■ **Saved entries**
......

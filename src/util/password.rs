//! Password hashing and verification
//!
//! Argon2id with a random per-password salt. Hashes are stored as PHC strings
//! (`$argon2id$v=19$...`) so the parameters travel with the hash.

use argon2::{
    password_hash::{PasswordHash, PasswordHasher, PasswordVerifier, SaltString},
    Argon2,
};
use rand::rngs::OsRng;
use tracing::{debug, error};

#[derive(Debug, thiserror::Error)]
pub enum PasswordError {
    #[error("Failed to hash password: {0}")]
    HashingFailed(String),
    #[error("Failed to verify password: {0}")]
    VerificationFailed(String),
    /// The stored value is not a PHC hash, typically a plaintext password
    #[error("Invalid password hash format")]
    InvalidHashFormat,
}

pub trait PasswordUtils {
    fn hash_password(password: &str) -> Result<String, PasswordError>;

    /// `Ok(false)` on a mismatch; `Err` only when the hash itself is unusable
    fn verify_password(password: &str, hash: &str) -> Result<bool, PasswordError>;
}

pub struct PasswordUtilsImpl;

impl PasswordUtils for PasswordUtilsImpl {
    fn hash_password(password: &str) -> Result<String, PasswordError> {
        let salt = SaltString::generate(&mut OsRng);
        Argon2::default()
            .hash_password(password.as_bytes(), &salt)
            .map(|hash| hash.to_string())
            .map_err(|err| {
                error!("Failed to hash password: {}", err);
                PasswordError::HashingFailed(err.to_string())
            })
    }

    fn verify_password(password: &str, hash: &str) -> Result<bool, PasswordError> {
        let parsed_hash = PasswordHash::new(hash).map_err(|err| {
            error!("Stored password is not a valid hash: {}", err);
            PasswordError::InvalidHashFormat
        })?;
        // parameters and salt without a hash output still parse
        if parsed_hash.hash.is_none() {
            error!("Stored password hash has no hash output");
            return Err(PasswordError::InvalidHashFormat);
        }

        match Argon2::default().verify_password(password.as_bytes(), &parsed_hash) {
            Ok(()) => Ok(true),
            Err(argon2::password_hash::Error::Password) => {
                debug!("Password verification failed - invalid password");
                Ok(false)
            }
            Err(argon2::password_hash::Error::SaltInvalid(_))
            | Err(argon2::password_hash::Error::B64Encoding(_)) => {
                error!("Stored password hash is malformed");
                Err(PasswordError::InvalidHashFormat)
            }
            Err(err) => {
                error!("Password verification error: {}", err);
                Err(PasswordError::VerificationFailed(err.to_string()))
            }
        }
    }
}
use axum::{
    extract::State,
    http::{header::AUTHORIZATION, HeaderMap, Method, StatusCode},
    response::IntoResponse,
    Json,
};
use std::sync::Arc;
use tracing::{info, warn};

use crate::dto::user_dto::{
    CredentialResponse, CredentialsRequest, EmailRequest, SignupRequest, UserResponse, UsersResponse,
};
use crate::service::user_service::UserService;
use crate::util::error::{HandlerError, HandlerErrorKind, ServiceError};
use crate::util::jwt::Claims;
use crate::util::validated_json::ValidatedJson;

pub type UserState = Arc<dyn UserService>;

// POST /api/user/signup
pub async fn signup_handler(
    State(service): State<UserState>,
    ValidatedJson(request): ValidatedJson<SignupRequest>,
) -> Result<impl IntoResponse, HandlerError> {
    info!("[signup_handler] Handler called");
    match service.signup(request).await {
        Ok(user) => Ok((StatusCode::CREATED, Json(user))),
        // a taken email is reported as 406, unlike item ids
        Err(ServiceError::Conflict(msg)) => {
            warn!("[signup_handler] {}", msg);
            Err(HandlerError::new(HandlerErrorKind::NotAcceptable, msg))
        }
        Err(e) => {
            warn!("[signup_handler] Signup failed: {}", e);
            Err(e.into())
        }
    }
}

// GET /api/users
pub async fn list_users_handler(
    State(service): State<UserState>,
    method: Method,
) -> Result<Json<UsersResponse>, HandlerError> {
    info!("[list_users_handler] Handler called ({})", method);
    let users = service.list_users().await?;
    Ok(Json(UsersResponse {
        message: "Users database".to_string(),
        method: method.to_string(),
        users,
    }))
}

// GET/POST /api/user/email
pub async fn user_by_email_handler(
    State(service): State<UserState>,
    ValidatedJson(request): ValidatedJson<EmailRequest>,
) -> Result<Json<UserResponse>, HandlerError> {
    info!("[user_by_email_handler] Handler called");
    let user = service.find_by_email(&request.email).await?;
    Ok(Json(UserResponse { user }))
}

// GET/POST /api/user/validate
pub async fn validate_user_handler(
    State(service): State<UserState>,
    ValidatedJson(request): ValidatedJson<CredentialsRequest>,
) -> Result<Json<CredentialResponse>, HandlerError> {
    info!("[validate_user_handler] Handler called");
    let tokens = service
        .validate_credentials(&request.email, &request.password)
        .await
        .map_err(|e| {
            warn!("[validate_user_handler] Credentials not validated: {}", e);
            e
        })?;
    Ok(Json(CredentialResponse { credential: true, tokens }))
}

// GET /api/user/me
pub async fn me_handler(
    State(service): State<UserState>,
    headers: HeaderMap,
) -> Result<Json<Claims>, HandlerError> {
    info!("[me_handler] Handler called");
    let auth_header = headers
        .get(AUTHORIZATION)
        .and_then(|value| value.to_str().ok())
        .ok_or_else(|| {
            warn!("[me_handler] Missing Authorization header");
            HandlerError::unauthorized("Missing Authorization header")
        })?;
    let claims = service.authenticate(auth_header)?;
    Ok(Json(claims))
}
use async_trait::async_trait;
use serde_json::Value;
use tokio::sync::RwLock;
use tracing::{debug, instrument};

use crate::repository::record::{self, Record, RecordStore, UpsertOutcome};
use crate::repository::repository_error::RepositoryResult;

/// Process-local store. Nothing survives a restart.
pub struct MemoryStore<T: Record> {
    records: RwLock<Vec<T>>,
}

impl<T: Record> MemoryStore<T> {
    pub fn new() -> Self {
        Self::with_records(Vec::new())
    }

    pub fn with_records(records: Vec<T>) -> Self {
        debug!("Creating in-memory {} store with {} records", T::KIND, records.len());
        MemoryStore { records: RwLock::new(records) }
    }
}

impl<T: Record> Default for MemoryStore<T> {
    fn default() -> Self {
        Self::new()
    }
}

#[async_trait]
impl<T: Record> RecordStore<T> for MemoryStore<T> {
    async fn find(&self, key: &str) -> RepositoryResult<Option<T>> {
        let records = self.records.read().await;
        Ok(record::position(&records, key).map(|index| records[index].clone()))
    }

    #[instrument(skip(self, record), fields(kind = T::KIND, key = %record.key()))]
    async fn insert(&self, record: T) -> RepositoryResult<T> {
        let mut records = self.records.write().await;
        record::insert_into(&mut records, record)
    }

    async fn replace(&self, record: T) -> RepositoryResult<bool> {
        let mut records = self.records.write().await;
        Ok(record::replace_in(&mut records, record))
    }

    async fn upsert(&self, record: T) -> RepositoryResult<UpsertOutcome> {
        let mut records = self.records.write().await;
        Ok(record::upsert_into(&mut records, record))
    }

    async fn patch_field(&self, key: &str, field: &str, value: Value) -> RepositoryResult<Option<T>> {
        let mut records = self.records.write().await;
        record::patch_in(&mut records, key, field, value)
    }

    async fn delete(&self, key: &str) -> RepositoryResult<Option<T>> {
        let mut records = self.records.write().await;
        Ok(record::remove_from(&mut records, key))
    }

    async fn list_all(&self) -> RepositoryResult<Vec<T>> {
        Ok(self.records.read().await.clone())
    }

    async fn count(&self) -> RepositoryResult<usize> {
        Ok(self.records.read().await.len())
    }
}
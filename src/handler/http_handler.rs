use axum::{
    extract::Path,
    http::{HeaderName, HeaderValue, Method, StatusCode},
    response::{IntoResponse, Response},
    Json,
};
use serde_json::json;
use tracing::{info, warn};

use crate::util::error::{HandlerError, HandlerErrorKind, ERROR_HEADER};

const API_HEADER: HeaderName = HeaderName::from_static("x-fake-api");
const METHOD_HEADER: HeaderName = HeaderName::from_static("x-method");

pub fn hostname() -> String {
    gethostname::gethostname().to_string_lossy().into_owned()
}

// GET/HEAD /
pub async fn root_handler() -> Json<serde_json::Value> {
    Json(json!({ "message": "Root of Fake REST API", "hostname": hostname() }))
}

fn health_body() -> Json<serde_json::Value> {
    Json(json!({ "Health": "OK", "PID": std::process::id(), "hostname": hostname() }))
}

// GET/HEAD /healthcheck
pub async fn healthcheck_handler(method: Method) -> Response {
    if method == Method::HEAD {
        StatusCode::NO_CONTENT.into_response()
    } else {
        health_body().into_response()
    }
}

// GET/HEAD /api/healthcheck
pub async fn api_healthcheck_handler(method: Method) -> Response {
    let mut response = healthcheck_handler(method.clone()).await;
    let headers = response.headers_mut();
    headers.insert(API_HEADER, HeaderValue::from_static("/api/healthcheck"));
    if let Ok(value) = HeaderValue::from_str(&format!("Method was {}", method)) {
        headers.insert(METHOD_HEADER, value);
    }
    response
}

/// Replies with the status code named in the path
// GET /errorCode/{code}
pub async fn error_code_handler(Path(code): Path<String>) -> Result<Response, HandlerError> {
    info!("[error_code_handler] Handler called with code {}", code);
    let status = code
        .parse::<u16>()
        .ok()
        .filter(|c| (200..=599).contains(c))
        .and_then(|c| StatusCode::from_u16(c).ok())
        .ok_or_else(|| {
            warn!("[error_code_handler] Unusable status code {}", code);
            HandlerError::validation(format!("'{}' is not a status code between 200 and 599", code))
        })?;

    let message = format!("Error code {} from {}", status.as_u16(), hostname());
    let mut response = (status, Json(json!({ "code": status.as_u16(), "message": message }))).into_response();
    if let Ok(value) = HeaderValue::from_str(&message) {
        response.headers_mut().insert(ERROR_HEADER, value);
    }
    Ok(response)
}

/// Unmatched paths and unsupported methods
pub async fn method_not_allowed_handler(method: Method, uri: axum::http::Uri) -> HandlerError {
    warn!("[method_not_allowed_handler] {} {}", method, uri.path());
    HandlerError::new(HandlerErrorKind::MethodNotAllowed, "Method Not Allowed")
        .with_details(format!("{} {}", method, uri.path()))
}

......

■ **Assignment**
How many lines of the data contain "read"? Work it out and give only the number.

■ **Answer to this exercise**
3